The paper said Russian arms sales officials have denied that such a contract exists.

The speedy MiG-31E can fire simultaneously at several targets up to 180 kilometers away. Deliveries to Syria would be liable to alter the balance of power in the region.

Kommersant cited Fyodorov as saying a contract to provide Syria with Mig-29M fighters is being implemented.

State arms sales company Rosoboronexport declined to comment on the report.

In May, outgoing head of the Pentagon's Defense Intelligence Agency Lt.-Gen. Michael D. Maples told the Senate that Damascus will take receipt of advanced MiG-31E fighter jets in the near future.

Reports of the sale surfaced in 2007 but were quickly denied by Moscow and the official state arms-trading monopoly Rosoboronexport, which issued a statement saying "Russia has no plans to deliver fighter jets to Syria."

In his "annual threat assessment" testimony to the Senate Armed Services Committee, Maples provided the first official confirmation that the advanced fighter jets will be delivered to Damascus soon.

"With regard to its external defense, Syria's military remains in a defensive posture and inferior to Israel's forces, but it is upgrading its missile, rocket, antitank, aircraft and air defense inventories," Maples told the committee. "Recent Syrian contracts with Russia for future delivery include new MiG-31 and MiG-29M/M2 fighter aircraft."

Israeli defense officials said they were not surprised by Russia's intention to sell Syria the advanced jets but expressed concern that if the deal went through it would alter the balance of power in the region.

"Syria currently has an obsolete air force based on outdated MiGs," one official explained. "If Syria gets new MiG-31s then this will pose a definite threat to our air force."

Title: Re: Gog and Magog in the news
Post by: HisDaughter on September 09, 2009, 12:25:30 PM
Russia oil production overtakes Saudi Arabia

Russia is extracting more oil than Saudi Arabia, making it the biggest producer of "black gold" in the world, figures show.

The statistics, from the oil cartel OPEC, reflect a trend that has seen the Russians periodically surpass the Saudis as the world's biggest oil producers on and off since 2002.

These latest figures are being hailed in Russia as evidence that such periodic production spikes are not one-offs though and that Moscow really does have a right to lay claim to the No 1 spot.

According to OPEC, Russia extracted 9.236 million barrels of oil a day in June, 46,000 more than Saudi Arabia.
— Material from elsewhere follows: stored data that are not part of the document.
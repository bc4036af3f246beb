#![allow(missing_docs)]

use std::sync::atomic::{AtomicBool, Ordering};
use std::sync::{Arc, Barrier};
use std::thread;
use std::time::Duration;

use pageout::primitives::sim::{SimCompressor, SimPager, SimPmap};
use pageout::vm::{ObjectKind, PageState, Placement, VmObject};
use pageout::{ObjectId, PageIdx, Pageout, PageoutConfig, PagerHandle, ReclaimError, Result};
use rand::{Rng, SeedableRng};
use rand_chacha::ChaCha8Rng;

const THREADS: usize = 4;
const OPS_PER_THREAD: usize = 2_000;

fn stress_cfg() -> PageoutConfig {
    PageoutConfig {
        compressor_threads: 2,
        compressor_max_depth: 24,
        external_max_depth: 12,
        deadlock_wait_ms: 20,
        alloc_wait_ms: 20_000,
        ..PageoutConfig::small()
    }
}

fn worker(
    id: usize,
    po: Arc<Pageout>,
    pmap: Arc<SimPmap>,
    barrier: Arc<Barrier>,
) -> Result<usize> {
    let mut rng = ChaCha8Rng::seed_from_u64(0x5eed_0000 + id as u64);
    let object = if id % 2 == 0 {
        VmObject::new(ObjectId(id as u64 + 1), ObjectKind::Internal)
    } else {
        VmObject::external(ObjectId(id as u64 + 1), PagerHandle(id as u64))
    };
    let mut owned: Vec<(u64, PageIdx)> = Vec::new();
    let mut next_offset = 0u64;
    let mut allocated = 0usize;
    barrier.wait();

    for _ in 0..OPS_PER_THREAD {
        // Drop entries the engine reclaimed behind our back.
        owned.retain(|&(offset, idx)| object.acquire().resident_page(offset) == Some(idx));
        match rng.gen_range(0..10) {
            0..=4 => {
                let placement = match rng.gen_range(0..4) {
                    0 => Placement::Speculative,
                    1 => Placement::Active,
                    _ => Placement::Inactive,
                };
                let idx = po.allocate(&object, next_offset, placement)?;
                owned.push((next_offset, idx));
                next_offset += 1;
                allocated += 1;
            }
            5..=6 if !owned.is_empty() => {
                let (_, idx) = owned[rng.gen_range(0..owned.len())];
                let write = rng.gen_bool(0.5);
                pmap.access(idx, write);
                let _ = po.touch(idx, write);
            }
            7 if !owned.is_empty() => {
                let (_, idx) = owned[rng.gen_range(0..owned.len())];
                let _ = po.set_dirty(idx, true);
            }
            8 if !owned.is_empty() => {
                let at = rng.gen_range(0..owned.len());
                let (_, idx) = owned.swap_remove(at);
                match po.free_page(idx) {
                    Ok(()) | Err(ReclaimError::Invalid(_)) => {}
                    Err(err) => return Err(err),
                }
            }
            _ => thread::yield_now(),
        }
    }
    Ok(allocated)
}

#[test]
fn concurrent_allocators_under_pressure() -> Result<()> {
    let cfg = stress_cfg();
    let pmap = Arc::new(SimPmap::new(cfg.total_pages));
    let compressor = Arc::new(SimCompressor::new(cfg.page_size));
    let pager = Arc::new(SimPager::new());
    let po = Arc::new(Pageout::new(
        cfg.clone(),
        pmap.clone(),
        compressor.clone(),
        pager.clone(),
    )?);
    po.start()?;

    let stop = Arc::new(AtomicBool::new(false));
    let completer = {
        let po = Arc::clone(&po);
        let pager = Arc::clone(&pager);
        let stop = Arc::clone(&stop);
        thread::spawn(move || {
            let mut rng = ChaCha8Rng::seed_from_u64(42);
            while !stop.load(Ordering::Acquire) {
                for req in pager.take_requests() {
                    let _ = po.write_back_complete(req.page, rng.gen_bool(0.9));
                }
                thread::sleep(Duration::from_millis(1));
            }
        })
    };

    let barrier = Arc::new(Barrier::new(THREADS));
    let handles: Vec<_> = (0..THREADS)
        .map(|id| {
            let po = Arc::clone(&po);
            let pmap = Arc::clone(&pmap);
            let barrier = Arc::clone(&barrier);
            thread::spawn(move || worker(id, po, pmap, barrier))
        })
        .collect();
    let mut allocated = 0;
    for handle in handles {
        allocated += handle.join().expect("worker thread")?;
    }
    assert!(allocated > cfg.total_pages as usize);

    stop.store(true, Ordering::Release);
    completer.join().expect("completer thread");
    po.shutdown();
    po.check_invariants()?;

    let in_use = (0..cfg.total_pages)
        .filter(|&i| {
            po.page_info(PageIdx(i))
                .map(|info| info.state != PageState::Free)
                .unwrap_or(false)
        })
        .count() as u32;
    assert_eq!(in_use + po.free_count(), cfg.total_pages);
    let stats = po.stats();
    assert!(stats.freed > 0);
    assert!(stats.scan_passes > 0);
    Ok(())
}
The statistics also showed that Russian production in the first half of this year increased to 235.8 million tons, a year-on-year improvement of 2.3 per cent.

Traditionally, Saudi Arabia has been regarded as the world's undisputed primary source of oil and Russia has had to settle for second place.

But in recent years Russia has renationalised and modernised much of its industry and that policy now appears to be paying off.

Even Russian analysts concede that Moscow's cause is helped by the fact that Saudi Arabia is subject to Opec output restrictions.

The Saudis are famous for their ability to access spare capacity and raise production at short notice and if they really wanted to reassert their leadership role the feeling is they could do so easily.

Unconcerned by such "details", Russia's "toppling" of the Saudis was welcomed domestically yesterday.

The populist Komsomolskaya Pravda daily newspaper ran a story headlined "Russia takes first place in oil output rankings".

With oil prices hovering above $70 a barrel for London Brent crude because of uncertainty over Iranian supply and BP's pipeline crisis in Alaska, Russia is enjoying an unprecedented bonanza.

But analysts say its oil industry is already working close to capacity and that it will be able to manage output increases of up to only 2 per cent a year between now and 2009.

There are also fears that Russia is becoming too addicted to what politicians call "the oil needle" and is doing too little to develop future revenue streams.

Money from oil and gas accounts for 52.2 per cent of all revenues to the state treasury and more than 35 per cent of Russia's exports.

Such riches can make a country complacent,according to Alexei Kudrin, the Russian Finance Minister.

"At present, we are in a dangerously carefree zone," he said recently.